__PROBLEM STATEMENT__:
Beneath this line are the data; copy exactly the part of them that opens with the line containing "page: 1, source" and closes with the line containing "acc.extend(page, result.items);", and only that part.

[Collected data entries]
★ ★ ★

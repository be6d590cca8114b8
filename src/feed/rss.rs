//! RSS 2.0 / Atom feed source over HTTP.
//!
//! Entries are read from `<item>` (RSS) or `<entry>` (Atom) elements. The
//! entry identifier is the link, falling back to guid/id and finally the
//! title; entries with none of these are dropped. Snippets have markup
//! stripped and whitespace collapsed.

use std::borrow::Cow;
use std::sync::OnceLock;
use std::time::Duration;

use async_trait::async_trait;
use quick_xml::events::{BytesStart, Event};
use quick_xml::Reader;
use regex::Regex;
use tracing::debug;

use super::{FeedSource, FetchError};
use crate::config::defaults::SNIPPET_MAX_CHARS;
use crate::types::FeedEntry;

/// Fetches and parses feeds with a shared `reqwest` client.
pub struct RssFeedSource {
    http: reqwest::Client,
    timeout: Duration,
}

impl RssFeedSource {
    pub fn new(timeout: Duration) -> Result<Self, FetchError> {
        let http = reqwest::Client::builder()
            .timeout(timeout)
            .user_agent(concat!("surge-roster/", env!("CARGO_PKG_VERSION")))
            .build()?;
        Ok(Self { http, timeout })
    }
}

#[async_trait]
impl FeedSource for RssFeedSource {
    async fn fetch_entries(&self, url: &str) -> Result<Vec<FeedEntry>, FetchError> {
        let response = self.http.get(url).send().await.map_err(|e| {
            if e.is_timeout() {
                FetchError::Timeout(self.timeout)
            } else {
                FetchError::Http(e)
            }
        })?;

        let status = response.status();
        if !status.is_success() {
            return Err(FetchError::Status {
                status: status.as_u16(),
                url: url.to_string(),
            });
        }

        let body = response.text().await?;
        let entries = parse_feed(&body)?;
        debug!(url, entries = entries.len(), "Feed fetched");
        Ok(entries)
    }

    fn source_name(&self) -> &str {
        "rss"
    }
}

#[derive(Debug, Clone, Copy, PartialEq, Eq)]
enum Field {
    Title,
    Link,
    Guid,
    Summary,
    Content,
    Published,
}

fn field_for(local_name: &[u8]) -> Option<Field> {
    match local_name {
        b"title" => Some(Field::Title),
        b"link" => Some(Field::Link),
        b"guid" | b"id" => Some(Field::Guid),
        b"description" | b"summary" => Some(Field::Summary),
        b"content" | b"encoded" => Some(Field::Content),
        b"pubDate" | b"published" | b"updated" | b"date" => Some(Field::Published),
        _ => None,
    }
}

fn is_entry(local_name: &[u8]) -> bool {
    local_name == b"item" || local_name == b"entry"
}

/// Text collected for one `<item>` / `<entry>`.
#[derive(Debug, Default)]
struct EntryFields {
    title: String,
    link: String,
    guid: String,
    summary: String,
    content: String,
    published: String,
}

impl EntryFields {
    fn push(&mut self, field: Field, text: &str) {
        let target = match field {
            Field::Title => &mut self.title,
            Field::Link => &mut self.link,
            Field::Guid => &mut self.guid,
            Field::Summary => &mut self.summary,
            Field::Content => &mut self.content,
            Field::Published => &mut self.published,
        };
        if !target.is_empty() {
            target.push(' ');
        }
        target.push_str(text);
    }

    /// Atom links carry the URL in `href`; only `rel="alternate"` (or no rel) counts.
    fn take_link_href(&mut self, element: &BytesStart<'_>) {
        if !self.link.is_empty() {
            return;
        }
        let rel = attribute(element, b"rel");
        if rel.as_deref().map_or(true, |r| r == "alternate") {
            if let Some(href) = attribute(element, b"href") {
                self.link = href;
            }
        }
    }

    fn into_entry(self) -> Option<FeedEntry> {
        let identifier = [&self.link, &self.guid, &self.title]
            .into_iter()
            .map(|s| s.trim())
            .find(|s| !s.is_empty())?
            .to_string();

        let body = if self.summary.trim().is_empty() {
            &self.content
        } else {
            &self.summary
        };
        let published = self.published.trim();

        Some(FeedEntry {
            identifier,
            title: collapse_whitespace(&self.title),
            snippet: truncate_chars(&strip_markup(body), SNIPPET_MAX_CHARS),
            published: (!published.is_empty()).then(|| published.to_string()),
        })
    }
}

fn attribute(element: &BytesStart<'_>, name: &[u8]) -> Option<String> {
    element
        .attributes()
        .flatten()
        .find(|a| a.key.local_name().as_ref() == name)
        .and_then(|a| a.unescape_value().ok().map(Cow::into_owned))
}

/// Parse an RSS 2.0 or Atom document into entries, in document order.
pub fn parse_feed(xml: &str) -> Result<Vec<FeedEntry>, FetchError> {
    let mut reader = Reader::from_str(xml);
    reader.trim_text(true);

    let mut entries = Vec::new();
    let mut current: Option<EntryFields> = None;
    // Open elements below the current item; 1 = direct child.
    let mut depth = 0usize;
    let mut field: Option<Field> = None;
    let mut saw_element = false;

    loop {
        match reader.read_event() {
            Ok(Event::Start(e)) => {
                saw_element = true;
                let local = e.local_name();
                if let Some(fields) = current.as_mut() {
                    depth += 1;
                    if depth == 1 {
                        field = field_for(local.as_ref());
                        if field == Some(Field::Link) {
                            fields.take_link_href(&e);
                        }
                    }
                } else if is_entry(local.as_ref()) {
                    current = Some(EntryFields::default());
                    depth = 0;
                    field = None;
                }
            }
            Ok(Event::Empty(e)) => {
                saw_element = true;
                if let Some(fields) = current.as_mut() {
                    if depth == 0 && e.local_name().as_ref() == b"link" {
                        fields.take_link_href(&e);
                    }
                }
            }
            Ok(Event::Text(t)) => {
                if let (Some(fields), Some(f)) = (current.as_mut(), field) {
                    let text = t
                        .unescape()
                        .map(Cow::into_owned)
                        .unwrap_or_else(|_| String::from_utf8_lossy(&t).into_owned());
                    fields.push(f, &text);
                }
            }
            Ok(Event::CData(c)) => {
                if let (Some(fields), Some(f)) = (current.as_mut(), field) {
                    fields.push(f, &String::from_utf8_lossy(&c));
                }
            }
            Ok(Event::End(_)) => {
                if current.is_some() {
                    if depth == 0 {
                        match current.take().and_then(EntryFields::into_entry) {
                            Some(entry) => entries.push(entry),
                            None => debug!("Dropping feed entry without link, guid or title"),
                        }
                    } else {
                        depth -= 1;
                        if depth == 0 {
                            field = None;
                        }
                    }
                }
            }
            Ok(Event::Eof) => break,
            Ok(_) => {}
            Err(e) => {
                return Err(FetchError::Xml(format!(
                    "at byte {}: {e}",
                    reader.buffer_position()
                )))
            }
        }
    }

    if !saw_element {
        return Err(FetchError::Parse("document contains no XML elements".into()));
    }
    Ok(entries)
}

#[allow(clippy::expect_used)]
fn markup_pattern() -> &'static Regex {
    static RE: OnceLock<Regex> = OnceLock::new();
    RE.get_or_init(|| Regex::new(r"<[^>]*>").expect("markup pattern is valid"))
}

/// Remove HTML tags and common leftover entities, then collapse whitespace.
fn strip_markup(html: &str) -> String {
    let text = markup_pattern().replace_all(html, " ");
    let text = text
        .replace("&nbsp;", " ")
        .replace("&amp;", "&")
        .replace("&quot;", "\"")
        .replace("&#39;", "'")
        .replace("&lt;", "<")
        .replace("&gt;", ">");
    collapse_whitespace(&text)
}

fn collapse_whitespace(text: &str) -> String {
    text.split_whitespace().collect::<Vec<_>>().join(" ")
}

fn truncate_chars(text: &str, max: usize) -> String {
    if text.chars().count() <= max {
        return text.to_string();
    }
    let mut out: String = text.chars().take(max).collect();
    out.push('…');
    out
}

#[cfg(test)]
mod tests {
    use super::*;

    const RSS: &str = r#"<?xml version="1.0" encoding="UTF-8"?>
<rss version="2.0" xmlns:atom="http://www.w3.org/2005/Atom">
  <channel>
    <title>World News</title>
    <link>https://news.test/</link>
    <atom:link href="https://news.test/rss" rel="self" type="application/rss+xml"/>
    <item>
      <title>Flooding   closes ports</title>
      <link>https://news.test/a/1</link>
      <guid isPermaLink="false">a-1</guid>
      <description><![CDATA[<p>Heavy rain <b>shut</b> three ports.</p>]]></description>
      <pubDate>Mon, 06 May 2024 10:00:00 GMT</pubDate>
    </item>
    <item>
      <title>Markets &amp; rates</title>
      <guid>a-2</guid>
      <description>Central bank &lt;em&gt;holds&lt;/em&gt; rates</description>
    </item>
  </channel>
</rss>"#;

    const ATOM: &str = r#"<?xml version="1.0" encoding="utf-8"?>
<feed xmlns="http://www.w3.org/2005/Atom">
  <title>Example Feed</title>
  <link href="https://news.test/"/>
  <entry>
    <title>Summit ends without deal</title>
    <link rel="edit" href="https://news.test/edit/9"/>
    <link rel="alternate" href="https://news.test/b/9"/>
    <id>urn:uuid:1225c695</id>
    <updated>2024-05-06T18:30:02Z</updated>
    <summary>Leaders left Geneva on Monday.</summary>
  </entry>
</feed>"#;

    #[test]
    fn test_parses_rss_items() {
        let entries = parse_feed(RSS).unwrap();
        assert_eq!(entries.len(), 2);

        assert_eq!(entries[0].identifier, "https://news.test/a/1");
        assert_eq!(entries[0].title, "Flooding closes ports");
        assert_eq!(entries[0].snippet, "Heavy rain shut three ports.");
        assert_eq!(entries[0].published.as_deref(), Some("Mon, 06 May 2024 10:00:00 GMT"));

        // No link: guid is the identifier.
        assert_eq!(entries[1].identifier, "a-2");
        assert_eq!(entries[1].title, "Markets & rates");
        assert_eq!(entries[1].snippet, "Central bank holds rates");
        assert_eq!(entries[1].published, None);
    }

    #[test]
    fn test_parses_atom_entries() {
        let entries = parse_feed(ATOM).unwrap();
        assert_eq!(entries.len(), 1);
        assert_eq!(entries[0].identifier, "https://news.test/b/9");
        assert_eq!(entries[0].snippet, "Leaders left Geneva on Monday.");
        assert_eq!(entries[0].published.as_deref(), Some("2024-05-06T18:30:02Z"));
    }

    #[test]
    fn test_entry_without_identity_is_dropped() {
        let xml = "<rss><channel><item><description>orphan</description></item></channel></rss>";
        assert!(parse_feed(xml).unwrap().is_empty());
    }

    #[test]
    fn test_title_is_last_resort_identifier() {
        let xml = "<rss><channel><item><title>Only a title</title></item></channel></rss>";
        assert_eq!(parse_feed(xml).unwrap()[0].identifier, "Only a title");
    }

    #[test]
    fn test_mismatched_tags_are_xml_error() {
        let xml = "<rss><channel><item><title>x</item></channel></rss>";
        assert!(matches!(parse_feed(xml), Err(FetchError::Xml(_))));
    }

    #[test]
    fn test_non_xml_body_is_parse_error() {
        assert!(matches!(parse_feed("service unavailable"), Err(FetchError::Parse(_))));
    }

    #[test]
    fn test_long_snippet_truncated() {
        let body = "word ".repeat(400);
        let xml = format!("<rss><channel><item><link>https://x.test/1</link><description>{body}</description></item></channel></rss>");
        let entries = parse_feed(&xml).unwrap();
        assert_eq!(entries[0].snippet.chars().count(), SNIPPET_MAX_CHARS + 1);
        assert!(entries[0].snippet.ends_with('…'));
    }
}
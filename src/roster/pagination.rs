//! Paginated aggregation of platform listings
//!
//! Drains a page-numbered listing (`page_number` starting at 1, fixed
//! `page_size`) into one ordered collection. The loop carries the running
//! total and the next page number as plain state; any page failure aborts the
//! whole aggregation so a partial pool is never used for staffing.

use std::collections::HashSet;
use std::future::Future;

use futures::stream::{self, StreamExt, TryStreamExt};
use tracing::{debug, warn};

use crate::types::{Page, Queue, RosterMember};

/// Items that can be de-duplicated across pages.
pub trait PageItem {
    fn key(&self) -> &str;
}

impl PageItem for RosterMember {
    fn key(&self) -> &str {
        &self.id
    }
}

impl PageItem for Queue {
    fn key(&self) -> &str {
        &self.id
    }
}

/// Aggregation failures, generic over the page fetcher's error.
#[derive(Debug, thiserror::Error)]
pub enum AggregateError<E: std::error::Error + 'static> {
    #[error("page size must be at least 1")]
    InvalidPageSize,
    #[error("failed to fetch page {page}: {source}")]
    Page {
        page: u32,
        #[source]
        source: E,
    },
    #[error("listing stalled at page {page}: {fetched} of {total} items received")]
    Stalled { page: u32, fetched: usize, total: u64 },
}

/// Pagination settings for one aggregation.
#[derive(Debug, Clone, Copy)]
pub struct Paginator {
    pub page_size: u32,
    /// Pages fetched in flight once the total is known. 1 = strictly sequential.
    pub max_concurrent_pages: usize,
}

impl Default for Paginator {
    fn default() -> Self {
        Self {
            page_size: crate::config::defaults::DEFAULT_PAGE_SIZE,
            max_concurrent_pages: 1,
        }
    }
}

impl Paginator {
    pub fn new(page_size: u32) -> Self {
        Self {
            page_size,
            ..Self::default()
        }
    }

    pub fn with_concurrency(mut self, max_concurrent_pages: usize) -> Self {
        self.max_concurrent_pages = max_concurrent_pages.max(1);
        self
    }

    /// Drain every page of a listing.
    ///
    /// Continues while `total > page_size * pages_fetched`, where `total` is
    /// the count reported by the most recent page, so a listing that grows or
    /// shrinks mid-walk is followed rather than truncated. Items whose key
    /// was already seen on an earlier page are dropped, so the result never
    /// contains duplicates even if the listing shifts between requests.
    pub async fn aggregate<T, E, F, Fut>(&self, mut fetch_page: F) -> Result<Vec<T>, AggregateError<E>>
    where
        T: PageItem,
        E: std::error::Error + 'static,
        F: FnMut(u32, u32) -> Fut,
        Fut: Future<Output = Result<Page<T>, E>>,
    {
        if self.page_size == 0 {
            return Err(AggregateError::InvalidPageSize);
        }

        let page_size = self.page_size;
        let size = u64::from(page_size);
        let mut acc = Accumulator::default();

        let first = fetch_page(1, page_size)
            .await
            .map_err(|source| AggregateError::Page { page: 1, source })?;
        let mut total = first.total;
        let mut pages_fetched = 1u32;
        acc.extend(1, first.items);

        debug!(total, page_size, "Aggregating paginated listing");

        while total > size * u64::from(pages_fetched) {
            let next = pages_fetched.saturating_add(1);
            let window_end = if self.max_concurrent_pages <= 1 {
                next
            } else {
                last_page_number(total, page_size).max(next)
            };

            // `buffered` yields in page order regardless of completion order.
            let pages: Vec<(u32, Page<T>)> = stream::iter(next..=window_end)
                .map(|page| {
                    let fut = fetch_page(page, page_size);
                    async move {
                        fut.await
                            .map(|result| (page, result))
                            .map_err(|source| AggregateError::Page { page, source })
                    }
                })
                .buffered(self.max_concurrent_pages)
                .try_collect()
                .await?;

            for (page, result) in pages {
                if result.items.is_empty() && result.total > size * u64::from(page - 1) {
                    return Err(AggregateError::Stalled {
                        page,
                        fetched: acc.items.len(),
                        total: result.total,
                    });
                }
                if result.total != total {
                    debug!(page, previous = total, total = result.total, "Listing total changed mid-walk");
                }
                total = result.total;
                pages_fetched = page;
                acc.extend(page, result.items);

                // A shrunken listing ends the walk; later pages in the window are dropped.
                if total <= size * u64::from(page) {
                    break;
                }
            }
        }

        if (acc.items.len() as u64) < total {
            warn!(
                fetched = acc.items.len(),
                total,
                duplicates = acc.duplicates,
                "Listing returned fewer unique items than its reported total"
            );
        }

        Ok(acc.items)
    }
}

/// Number of the last page for a listing of `total` items.
fn last_page_number(total: u64, page_size: u32) -> u32 {
    let pages = total.div_ceil(u64::from(page_size));
    u32::try_from(pages).unwrap_or(u32::MAX)
}

struct Accumulator<T> {
    items: Vec<T>,
    seen: HashSet<String>,
    duplicates: usize,
}

impl<T> Default for Accumulator<T> {
    fn default() -> Self {
        Self {
            items: Vec::new(),
            seen: HashSet::new(),
            duplicates: 0,
        }
    }
}

impl<T: PageItem> Accumulator<T> {
    fn extend(&mut self, page: u32, items: Vec<T>) {
        for item in items {
            if self.seen.insert(item.key().to_string()) {
                self.items.push(item);
            } else {
                self.duplicates += 1;
                debug!(page, key = item.key(), "Dropping duplicate listing item");
            }
        }
    }
}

★ ★ ★

__TASK RESPONSE__:
            .map_err(|source| AggregateError::Page { page: 1, source })?;
        let mut total = first.total;
        let mut pages_fetched = 1u32;
        acc.extend(1, first.items);

        debug!(total, page_size, "Aggregating paginated listing");

        while total > size * u64::from(pages_fetched) {
            let next = pages_fetched.saturating_add(1);
            let window_end = if self.max_concurrent_pages <= 1 {
                next
            } else {
                last_page_number(total, page_size).max(next)
            };

            // `buffered` yields in page order regardless of completion order.
            let pages: Vec<(u32, Page<T>)> = stream::iter(next..=window_end)
                .map(|page| {
                    let fut = fetch_page(page, page_size);
                    async move {
                        fut.await
                            .map(|result| (page, result))
                            .map_err(|source| AggregateError::Page { page, source })
                    }
                })
                .buffered(self.max_concurrent_pages)
                .try_collect()
                .await?;

            for (page, result) in pages {
                if result.items.is_empty() && result.total > size * u64::from(page - 1) {
                    return Err(AggregateError::Stalled {
                        page,
                        fetched: acc.items.len(),
                        total: result.total,
                    });
                }
                if result.total != total {
                    debug!(page, previous = total, total = result.total, "Listing total changed mid-walk");
                }
                total = result.total;
                pages_fetched = page;
                acc.extend(page, result.items);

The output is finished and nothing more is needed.